* [Brief]: Please reproduce exactly the lines that begin the listing below, up to and including the line where "branch allows skipping." occurs.

* [Source material]:
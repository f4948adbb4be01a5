//! Selection-mode filtering of a grouped plan.

use std::fmt;
use std::str::FromStr;

use serde::{Deserialize, Serialize};

use crate::grouping::ExecutionGroup;

/// Floor applied in [`SelectionMode::Minimal`].
pub const MINIMAL_FLOOR: u32 = 90;
/// Floor applied in [`SelectionMode::Targeted`].
pub const TARGETED_FLOOR: u32 = 70;
/// Floor applied in [`SelectionMode::Smart`] when the branch allows skipping.
pub const SMART_FLOOR: u32 = 50;

/// How aggressively low-priority tests are dropped.
#[derive(Debug, Clone, Copy, PartialEq, Eq, Hash, Serialize, Deserialize)]
#[serde(rename_all = "snake_case")]
pub enum SelectionMode {
    Full,
    Comprehensive,
    Minimal,
    Targeted,
    Smart,
}

impl SelectionMode {
    pub fn as_str(&self) -> &'static str {
        match self {
            SelectionMode::Full => "full",
            SelectionMode::Comprehensive => "comprehensive",
            SelectionMode::Minimal => "minimal",
            SelectionMode::Targeted => "targeted",
            SelectionMode::Smart => "smart",
        }
    }

    /// Parse `s`, falling back to [`SelectionMode::Smart`] for anything
    /// unrecognised. The flag is `false` when the fallback was taken.
    pub fn parse_lenient(s: &str) -> (SelectionMode, bool) {
        match s.parse() {
            Ok(mode) => (mode, true),
            Err(_) => (SelectionMode::Smart, false),
        }
    }

    /// Minimum adjusted priority a test needs to survive, if any.
    pub fn priority_floor(&self, allow_skipping: bool) -> Option<u32> {
        match self {
            SelectionMode::Full | SelectionMode::Comprehensive => None,
            SelectionMode::Minimal => Some(MINIMAL_FLOOR),
            SelectionMode::Targeted => Some(TARGETED_FLOOR),
            SelectionMode::Smart => allow_skipping.then_some(SMART_FLOOR),
        }
    }
}

impl fmt::Display for SelectionMode {
    fn fmt(&self, f: &mut fmt::Formatter<'_>) -> fmt::Result {
        f.write_str(self.as_str())
    }
}

impl FromStr for SelectionMode {
    type Err = String;

    fn from_str(s: &str) -> Result<Self, Self::Err> {
        match s.trim().to_ascii_lowercase().as_str() {
            "full" => Ok(SelectionMode::Full),
            "comprehensive" => Ok(SelectionMode::Comprehensive),
            "minimal" => Ok(SelectionMode::Minimal),
            "targeted" => Ok(SelectionMode::Targeted),
            "smart" => Ok(SelectionMode::Smart),
            other => Err(format!("unknown selection mode: {}", other)),
        }
    }
}

/// Drop tests below `floor`. Emptied groups are dropped; order is kept.
pub fn apply_floor(groups: &[ExecutionGroup], floor: Option<u32>) -> Vec<ExecutionGroup> {
    match floor {
        None => groups.to_vec(),
        Some(floor) => groups
            .iter()
            .filter_map(|g| g.retain(|t| t.priority >= floor))
            .collect(),
    }
}

/// Filter `groups` for `mode` under the branch's skipping policy.
pub fn filter_groups(
    groups: &[ExecutionGroup],
    mode: SelectionMode,
    allow_skipping: bool,
) -> Vec<ExecutionGroup> {
    apply_floor(groups, mode.priority_floor(allow_skipping))
}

* [Task output]:
repository f4948adbb4be01a5
//! Selection-mode filtering of a grouped plan.

use std::fmt;
use std::str::FromStr;

use serde::{Deserialize, Serialize};

use crate::grouping::ExecutionGroup;

/// Floor applied in [`SelectionMode::Minimal`].
pub const MINIMAL_FLOOR: u32 = 90;
/// Floor applied in [`SelectionMode::Targeted`].
pub const TARGETED_FLOOR: u32 = 70;
/// Floor applied in [`SelectionMode::Smart`] when the branch allows skipping.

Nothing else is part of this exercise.